Thursday, August 26, 2010

Ramadan Thought for Whomsoever,,,

This is kind of a long due blog considering my precious response ‘records’. I had a question from one of my acquaintances asking me (mainly) why I didn’t write anything good about her religion (Islam). Plus why I have a pro-Jesus attitude….I am not sure whether that person would come again and check my blogs or not. Still..

I thought about this many times and I don’t know how to express my thoughts in this connection coz this cannot be answered with an one-liner and a lengthy one is not worth the time I need to spend. I lost at least 2 friendships because of my blogs.  As Gibran said, friendship is always a sweet responsibility, never an opportunity. True friends do not ditch us just because we have a different opinion on something, I know that…Still

There are two things we should avoid discussing with our acquaintances if we want to maintain a healthy relationship – Religion and politics; provided both share the same views.  I lost one friend purely because of one of these reasons. I am an Indian and if I try to explain the whys’, I need to talk both politics and religion and that is the difficult part.

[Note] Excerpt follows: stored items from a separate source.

//! Benchmarks for host selection hashing
//!
//! `jump` and `lb` clusters hash every record path once.

use criterion::{BenchmarkId, Criterion, Throughput, black_box, criterion_group, criterion_main};

use relay_sinks::{fnv1a_64, jump_hash};

const PATHS: [&str; 4] = [
    "a.b",
    "servers.web-01.cpu.user",
    "apps.checkout.latency.p99.eu-west-1.pod-7f9c",
    "k8s.prod.cluster-a.namespace-payments.deployment-api.container-main.memory.rss",
];

fn bench_fnv(c: &mut Criterion) {
    let mut group = c.benchmark_group("fnv1a_64");
    for path in PATHS {
        group.throughput(Throughput::Bytes(path.len() as u64));
        group.bench_with_input(BenchmarkId::from_parameter(path.len()), path, |b, path| {
            b.iter(|| fnv1a_64(black_box(path.as_bytes())));
        });
    }
    group.finish();
}

fn bench_jump(c: &mut Criterion) {
    let mut group = c.benchmark_group("jump_hash");
    for buckets in [3usize, 32, 1024] {
        group.bench_with_input(BenchmarkId::from_parameter(buckets), &buckets, |b, &buckets| {
            let mut key = 0u64;
            b.iter(|| {
                key = key.wrapping_add(0x9e37_79b9_7f4a_7c15);
                jump_hash(black_box(key), buckets)
            });
        });
    }
    group.finish();
}

criterion_group!(benches, bench_fnv, bench_jump);
criterion_main!(benches);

If somebody thinks that I am a pro-Jesus guy, I can’t help it. Sorry, I still love Jesus… This does not mean anything else, especially this does NOT mean that I am against any other religion; after all, I am not a Christian myself (provided the meaning of ‘Christian’ is not somebody who love Jesus).

I am not that religious and I am not against any religion. It’s about how things are getting interpreted and what happens when good things fall into the wrong hands…well, as I said, it’s a loooooooooong topic and its kinda mess.

This is the month of Ramadan. Month of asking forgiveness…. So, please forgive me, if I hurt anybody in anyway…It wasn’t personal or intentional…

Yes , I am asking forgiveness from all of you…

 

 

Tuesday, August 24, 2010

Back in the bench

I sat on the bench

With tears in my eyes.

You opened the window

And sung a song for me.

I strolled your trails and

You left a fortuitous rose

In my dreams you came alone

And stole my heart from me

Back on the bench with

Tears in my heart…

You opened the window

And sung a song for him…

 

Thursday, August 19, 2010

My world, Your world...

If this world is for real, there also exists a different world within every one of us which may not be real for others, though we think/feel it is so real. 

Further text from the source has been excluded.